Em 2021, a economia brasileira enfrentou as consequências das más escolhas feitas, as consequências da hybris desrespeitada. E as principais foram a omissão do governo federal no contra-ataque à pandemia e, depois, o mergulho na política populista para assegurar apoio ao projeto de reeleição do presidente Bolsonaro.

Por conta disso, vieram o furo no teto dos gastos, a paralisação das reformas, as concessões atrás de concessões às corporações e aos políticos fisiológicos. O maior custo foram a perda de confiança e o encadeamento das incertezas. O desemprego atinge 12,9 milhões de pessoas e a inflação chegou aos dois dígitos. Seguiu-se a paralisia dos investimentos.

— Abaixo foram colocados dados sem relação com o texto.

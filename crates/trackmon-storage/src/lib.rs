//! Storage layer for ingested metrics.
//!
//! Two [`Repository`] implementations share one contract: an in-memory map
//! with periodic JSON snapshots to disk ([`memory::MemStorage`]) and a
//! relational store with bootstrapped schema migration
//! ([`database::DbStorage`]). Records are keyed by the reporting target
//! (the peer address observed by the server); within a target the
//! `(kind, id)` pair is unique, counters accumulate and gauges replace.

pub mod database;
mod entities;
pub mod error;
pub mod memory;

#[cfg(test)]
mod tests;

use std::collections::HashMap;

use async_trait::async_trait;
use trackmon_common::{Metric, MetricKind};

pub use database::DbStorage;
pub use error::{Result, StorageError};
pub use memory::MemStorage;

/// Uniform persistence contract shared by the HTTP and gRPC ingestion
/// surfaces.
///
/// Implementations must be safe to share across tasks (`Send + Sync`)
/// because both transports hit the repository concurrently.
#[async_trait]
pub trait Repository: Send + Sync {
    /// Reads one metric of `target`. The in-memory store reports absence
    /// as `Ok(None)`; the relational store reports it as
    /// [`StorageError::NoRows`].
    async fn get_metric(
        &self,
        target: &str,
        kind: MetricKind,
        id: &str,
    ) -> Result<Option<Metric>>;

    /// Validates and applies a batch of updates for `target`: counters
    /// accumulate onto an existing entry, gauges replace it, unseen
    /// `(kind, id)` pairs are appended.
    async fn update_metric(&self, target: &str, metrics: Vec<Metric>) -> Result<()>;

    /// Returns the stored records grouped by target; an empty `target`
    /// selects every target.
    async fn metrics(&self, target: &str) -> Result<HashMap<String, Vec<Metric>>>;

    /// Returns the listing view: per target, the sorted `string_full`
    /// renderings of its metrics.
    async fn list(&self) -> Result<HashMap<String, Vec<String>>>;

    /// Liveness check, bounded by a three second deadline.
    async fn ping(&self) -> Result<()>;
}

/// Shared update validation: non-empty target and id, the numeric field
/// matching the kind populated.
pub(crate) fn validate_update(target: &str, m: &Metric) -> Result<()> {
    if target.is_empty() {
        return Err(StorageError::WrongTarget);
    }
    if m.id.is_empty() {
        return Err(StorageError::WrongMetricId);
    }
    let has_value = match m.kind {
        MetricKind::Counter => m.delta.is_some(),
        MetricKind::Gauge => m.value.is_some(),
    };
    if !has_value {
        return Err(StorageError::WrongMetricValue);
    }
    Ok(())
}
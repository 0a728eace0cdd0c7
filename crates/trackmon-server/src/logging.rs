use std::time::Instant;

use axum::body::Body;
use axum::extract::Request;
use axum::http::HeaderValue;
use axum::middleware::Next;
use axum::response::Response;
use rand::Rng;

/// 16-character hex trace ID (8 random bytes).
fn generate_trace_id() -> String {
    let bytes: [u8; 8] = rand::thread_rng().gen();
    hex::encode(bytes)
}

/// Request/response logging middleware. Every response carries the trace
/// ID back in `X-Trace-Id`.
pub async fn request_logging(req: Request<Body>, next: Next) -> Response {
    let trace_id = generate_trace_id();
    let method = req.method().clone();
    let uri = req.uri().clone();

    let start = Instant::now();
    let mut response = next.run(req).await;
    let elapsed_ms = start.elapsed().as_millis();

    tracing::info!(
        trace_id = %trace_id,
        method = %method,
        uri = %uri,
        status = response.status().as_u16(),
        elapsed_ms,
        "request"
    );

    if let Ok(value) = HeaderValue::from_str(&trace_id) {
        response.headers_mut().insert("X-Trace-Id", value);
    }
    response
}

Mas o desgoverno ou as consequências de excessos ou de omissões não se restringem à atuação deste governo. Outras vêm de longe e se perpetuam. O caso da indústria é uma delas. Excessivamente protegida, atacada pelo chamado custo Brasil ou destituída de mercado externo pela falta de acordos comerciais, a indústria de transformação definha. Não se sabe como vai enfrentar a nova onda tecnológica, a etapa 4.0, a impressão em três dimensões, a robótica avançada, a internet das coisas e o que virá junto...

A moral judaico-cristã deu importância à culpa que, supostamente, quase sempre tem perdão. Mas o que conta mesmo não é a culpa; são as consequências.